The Task Team on Big Data for the SDG has concentrated its effort in identifying current practices in informing the SDG indicators with the use of non-traditional data. The focus was on the indicators and methods that are currently in use and can be applied in different countries.

Please find below the list of the indicators identified so far:

Indicator 6.6.1

Change in the extent of water-realted ecosystems over time

Freshwater, in sufficient quantity and quality, is essential for all aspects of life and fundamental to sustainable development. Water-related ecosystems - including lakes, rivers, wetlands and groundwater - supply water and food to billions of people, provide unique habitats for many plants and animals and protect us from droughts and floods.

Indicator 6.6.1 tracks the extent to which different types of water-related ecosystems are changing in extent over time. The indicator is multifaceted requiring data on specific types of ecosystems as well as information on the changing state (surface area, quantity, and quality of water) of each one.

Monitoring dynamic freshwater changes across the entire surface of the planet is made possible from analysis of satellite imagery derived from Earth observations. An array of satellites continually observing planet Earth capture measurements from which different types of land cover, such as freshwater, can be distinguished. Millions of images are processed to identify and classify areas of surface water and specific ecosystem types. The satellite imagery is represented numerically and the statistical trends per ecosystem are aggregated into national country boundaries and river basin areas.

Data on permanent water, seasonal water, reservoirs, wetlands, and mangroves; as well as lake water quality is available for countries to view and download at the SDG 6.6.1 data portal.

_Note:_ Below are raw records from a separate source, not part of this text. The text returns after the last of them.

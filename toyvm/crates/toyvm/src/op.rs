//! Stack machine instructions and their textual form.
//!
//! A program is a sequence of mnemonics separated by whitespace or `;`.
//! `#` starts a comment that runs to the end of the line.
//!
//! ```text
//! push 1; push 2; pair    # (2 . 1)
//! dup setsnd              # second edge points back at the pair
//! gc
//! ```

use crate::error::{Result, VmError};
use std::fmt;
use std::str::FromStr;

/// A single stack machine instruction
#[derive(Debug, Clone, Copy, PartialEq, Eq)]
pub enum Op {
    /// Allocate a scalar and push it
    PushInt(i64),
    /// Replace the two topmost values with a pair of them (top becomes `first`)
    PushPair,
    /// Drop the top value
    Pop,
    /// Push the top value again
    Dup,
    /// Exchange the two topmost values
    Swap,
    /// Push a copy of the value beneath the top
    Over,
    /// Pop a value and store it as `first` of the pair beneath it
    SetFirst,
    /// Pop a value and store it as `second` of the pair beneath it
    SetSecond,
    /// Run a collection
    Collect,
}

impl Op {
    /// Instruction for a mnemonic that takes no operand
    fn from_mnemonic(word: &str) -> Option<Op> {
        Some(match word {
            "pair" => Op::PushPair,
            "pop" => Op::Pop,
            "dup" => Op::Dup,
            "swap" => Op::Swap,
            "over" => Op::Over,
            "setfst" => Op::SetFirst,
            "setsnd" => Op::SetSecond,
            "gc" => Op::Collect,
            _ => return None,
        })
    }

    /// Mnemonic used in program text
    pub fn mnemonic(&self) -> &'static str {
        match self {
            Op::PushInt(_) => "push",
            Op::PushPair => "pair",
            Op::Pop => "pop",
            Op::Dup => "dup",
            Op::Swap => "swap",
            Op::Over => "over",
            Op::SetFirst => "setfst",
            Op::SetSecond => "setsnd",
            Op::Collect => "gc",
        }
    }
}

impl fmt::Display for Op {
    fn fmt(&self, f: &mut fmt::Formatter<'_>) -> fmt::Result {
        match self {
            Op::PushInt(value) => write!(f, "push {}", value),
            op => f.write_str(op.mnemonic()),
        }
    }
}

impl FromStr for Op {
    type Err = VmError;

    /// Parse exactly one instruction, e.g. `push 42` or `pair`
    fn from_str(text: &str) -> Result<Self> {
        let program = Program::parse(text)?;
        match program.ops() {
            [op] => Ok(*op),
            [] => Err(VmError::parse(1, text, "expected an instruction")),
            [_, extra, ..] => Err(VmError::parse(1, extra.to_string(), "expected a single instruction")),
        }
    }
}

/// Parsed stack machine program
#[derive(Debug, Clone, Default, PartialEq, Eq)]
pub struct Program {
    ops: Vec<Op>,
}

impl Program {
    pub fn new(ops: Vec<Op>) -> Self {
        Self { ops }
    }

    /// Parse program text
    ///
    /// # Errors
    /// `VmError::Parse` with the 1-based line and the offending token for an
    /// unknown mnemonic, a missing operand, or an operand that is not an
    /// integer.
    pub fn parse(source: &str) -> Result<Self> {
        let mut ops = Vec::new();

        for (index, raw) in source.lines().enumerate() {
            let line = index + 1;
            let code = raw.split('#').next().unwrap_or_default();
            let mut words = code
                .split(|c: char| c.is_whitespace() || c == ';')
                .filter(|word| !word.is_empty());

            while let Some(word) = words.next() {
                let op = match word {
                    "push" => {
                        let operand = words
                            .next()
                            .ok_or_else(|| VmError::parse(line, word, "missing integer operand"))?;
                        let value = operand
                            .parse::<i64>()
                            .map_err(|e| VmError::parse(line, operand, format!("invalid integer: {}", e)))?;
                        Op::PushInt(value)
                    },
                    _ => Op::from_mnemonic(word)
                        .ok_or_else(|| VmError::parse(line, word, "unknown instruction"))?,
                };
                ops.push(op);
            }
        }

        log::debug!("parsed program with {} instructions", ops.len());
        Ok(Self { ops })
    }

    pub fn ops(&self) -> &[Op] {
        &self.ops
    }

    pub fn len(&self) -> usize {
        self.ops.len()
    }

    pub fn is_empty(&self) -> bool {
        self.ops.is_empty()
    }
}

impl FromStr for Program {
    type Err = VmError;

    fn from_str(source: &str) -> Result<Self> {
        Program::parse(source)
    }
}

impl fmt::Display for Program {
    fn fmt(&self, f: &mut fmt::Formatter<'_>) -> fmt::Result {
        for (index, op) in self.ops.iter().enumerate() {
            if index > 0 {
                f.write_str("; ")?;
            }
            write!(f, "{}", op)?;
        }
        Ok(())
    }
}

At this site, data is visualized for users on geo-spatial maps with accompanying numerical statistics displayed through informational graphics.

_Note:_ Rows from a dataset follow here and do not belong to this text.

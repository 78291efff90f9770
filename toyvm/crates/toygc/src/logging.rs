//! GC Logging and Tracing
//!
//! Structured GC events, useful for:
//! - Debugging when and why collections run
//! - Checking collector behavior in tests
//!
//! Events go to the `log` facade and into a bounded per-heap history.
//!
//! Log Levels:
//! - ERROR: Allocation failure
//! - WARN: Retry collection after hitting the object limit
//! - INFO: Cycle summaries (verbose heaps)
//! - DEBUG: Cycle start/end, threshold changes
//! - TRACE: Phase timings

use crate::config::EventFormat;
use serde::Serialize;
use std::collections::VecDeque;

/// GC event types
#[derive(Debug, Clone, PartialEq, Serialize)]
#[serde(tag = "type", rename_all = "snake_case")]
pub enum GcEvent {
    /// GC cycle started
    CycleStart {
        cycle: u64,
        reason: String,
        live: usize,
        threshold: usize,
    },

    /// GC phase completed
    PhaseEnd {
        cycle: u64,
        phase: String,
        duration_us: u64,
    },

    /// GC cycle completed
    CycleEnd {
        cycle: u64,
        marked: usize,
        reclaimed: usize,
        live: usize,
        duration_us: u64,
    },

    /// Trigger threshold moved
    ThresholdAdjusted { old: usize, new: usize },

    /// Allocation hit the object limit
    AllocationFailure {
        live: usize,
        limit: usize,
        recovered: bool,
    },
}

impl GcEvent {
    /// Log level for event
    fn level(&self, verbose: bool) -> log::Level {
        match self {
            GcEvent::AllocationFailure { recovered: false, .. } => log::Level::Error,
            GcEvent::AllocationFailure { recovered: true, .. } => log::Level::Warn,
            GcEvent::CycleEnd { .. } if verbose => log::Level::Info,
            GcEvent::CycleStart { .. } | GcEvent::CycleEnd { .. } => log::Level::Debug,
            GcEvent::ThresholdAdjusted { .. } => log::Level::Debug,
            GcEvent::PhaseEnd { .. } => log::Level::Trace,
        }
    }

    /// Human-readable form
    pub fn to_human(&self) -> String {
        match self {
            GcEvent::CycleStart {
                cycle,
                reason,
                live,
                threshold,
            } => format!(
                "[GC] Cycle {} started (reason: {}, live {}, threshold {})",
                cycle, reason, live, threshold
            ),
            GcEvent::PhaseEnd {
                cycle,
                phase,
                duration_us,
            } => format!(
                "[GC] Cycle {}: {} phase completed ({} us)",
                cycle, phase, duration_us
            ),
            GcEvent::CycleEnd {
                cycle,
                marked,
                reclaimed,
                live,
                duration_us,
            } => format!(
                "[GC] Cycle {} completed ({} us, {} marked, {} reclaimed, {} live)",
                cycle, duration_us, marked, reclaimed, live
            ),
            GcEvent::ThresholdAdjusted { old, new } => {
                format!("[GC] Threshold changed from {} to {}", old, new)
            },
            GcEvent::AllocationFailure {
                live,
                limit,
                recovered,
            } => format!(
                "[GC] Object limit reached ({}/{}), {}",
                live,
                limit,
                if *recovered {
                    "recovered after collection"
                } else {
                    "out of memory"
                }
            ),
        }
    }

    /// JSON form
    pub fn to_json(&self) -> String {
        serde_json::to_string(self).unwrap_or_else(|e| format!(r#"{{"type":"unserializable","error":"{}"}}"#, e))
    }
}

/// GC Logger - event sink for one heap
#[derive(Debug)]
pub struct GcLogger {
    format: EventFormat,
    verbose: bool,
    history: VecDeque<GcEvent>,
    capacity: usize,
    /// Events dropped from the front of the history
    dropped: u64,
}

impl GcLogger {
    /// Create new GC logger keeping at most `capacity` events
    pub fn new(format: EventFormat, verbose: bool, capacity: usize) -> Self {
        Self {
            format,
            verbose,
            history: VecDeque::with_capacity(capacity.min(1024)),
            capacity,
            dropped: 0,
        }
    }

    /// Log a GC event
    pub fn log(&mut self, event: GcEvent) {
        let level = event.level(self.verbose);
        if log::log_enabled!(target: "toygc", level) {
            match self.format {
                EventFormat::Human => log::log!(target: "toygc", level, "{}", event.to_human()),
                EventFormat::Json => log::log!(target: "toygc", level, "{}", event.to_json()),
            }
        }

        if self.capacity == 0 {
            return;
        }
        if self.history.len() == self.capacity {
            self.history.pop_front();
            self.dropped += 1;
        }
        self.history.push_back(event);
    }

    /// Retained events, oldest first
    pub fn events(&self) -> impl Iterator<Item = &GcEvent> {
        self.history.iter()
    }

    /// Get event count
    pub fn event_count(&self) -> usize {
        self.history.len()
    }

    /// Events that no longer fit the history
    pub fn dropped(&self) -> u64 {
        self.dropped
    }

    /// Clear all events
    pub fn clear(&mut self) {
        self.history.clear();
        self.dropped = 0;
    }
}

impl Default for GcLogger {
    fn default() -> Self {
        Self::new(EventFormat::Human, false, 64)
    }
}

#[cfg(test)]
mod tests {
    use super::*;

    fn start(cycle: u64) -> GcEvent {
        GcEvent::CycleStart {
            cycle,
            reason: "explicit".to_string(),
            live: 2,
            threshold: 8,
        }
    }

    #[test]
    fn test_gc_logger_basic() {
        let mut logger = GcLogger::default();
        logger.log(start(1));
        assert_eq!(logger.event_count(), 1);
    }

    #[test]
    fn test_history_is_bounded() {
        let mut logger = GcLogger::new(EventFormat::Human, false, 2);
        for cycle in 1..=3 {
            logger.log(start(cycle));
        }

        let cycles: Vec<u64> = logger
            .events()
            .map(|event| match event {
                GcEvent::CycleStart { cycle, .. } => *cycle,
                _ => 0,
            })
            .collect();
        assert_eq!(cycles, vec![2, 3]);
        assert_eq!(logger.dropped(), 1);
    }

    #[test]
    fn test_zero_capacity_keeps_nothing() {
        let mut logger = GcLogger::new(EventFormat::Json, false, 0);
        logger.log(start(1));
        assert_eq!(logger.event_count(), 0);
    }

    #[test]
    fn test_json_format() {
        let json = GcEvent::ThresholdAdjusted { old: 8, new: 16 }.to_json();
        assert_eq!(json, r#"{"type":"threshold_adjusted","old":8,"new":16}"#);
    }

    #[test]
    fn test_human_format() {
        let line = GcEvent::CycleEnd {
            cycle: 3,
            marked: 2,
            reclaimed: 5,
            live: 2,
            duration_us: 7,
        }
        .to_human();
        assert_eq!(
            line,
            "[GC] Cycle 3 completed (7 us, 2 marked, 5 reclaimed, 2 live)"
        );
    }

    #[test]
    fn test_levels() {
        let failure = GcEvent::AllocationFailure {
            live: 4,
            limit: 4,
            recovered: false,
        };
        assert_eq!(failure.level(false), log::Level::Error);

        let end = GcEvent::CycleEnd {
            cycle: 1,
            marked: 0,
            reclaimed: 0,
            live: 0,
            duration_us: 0,
        };
        assert_eq!(end.level(true), log::Level::Info);
        assert_eq!(end.level(false), log::Level::Debug);
    }
}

The full indicator 6.6.1 metadata document is available here.

  1. Space agencies (ESA and NASA) acquires and publish global satellite data from the Sentinel and Landsat satellite missions.
  2. Google ingest the satellite data into Google Earth engine and applies pre-processing to generate analysis ready data (ARD).
  3. UNEP collaborating partners (JRC and DHI) use the ARD data to generate SDG 661 sub-indicator time-series information on spatial extent of inland surface waters (lakes, rivers and reservoirs), water quality and wetlands (Note: currently there is no time-series information available on inland vegetated wetlands).
  4. UNEP and collaborating partners generate summary statics on the freshwater ecosystem’s changes over time at national, sub-national and hydro-basin levels.
  5. UNEP publish the SDG661 sub-indicator information on the SDG661.app and share the information with SDG661 national focal point for country approval every three years.

Indicator 9.1.1

Proportion of the rural population who live
within 2 km of an all-season road

The Rural Access Index (RAI) is one of the most important global indicators in the transport sector. It measures the proportion of people who have access to an all-season road within an approximate walking distance of 2 kilometers (km). There is a common understanding that the 2 km threshold is a reasonable extent for people’s normal economic and social purposes. The definition is also simple enough to understand and use not only in the transport sector, but also in the broader development context, such as poverty alleviation. The initial RAI study in 2006 was based on household surveys and other simplified methods, estimating the global index at 68.3 percent, leaving a rural population of about one billion disconnected around the world.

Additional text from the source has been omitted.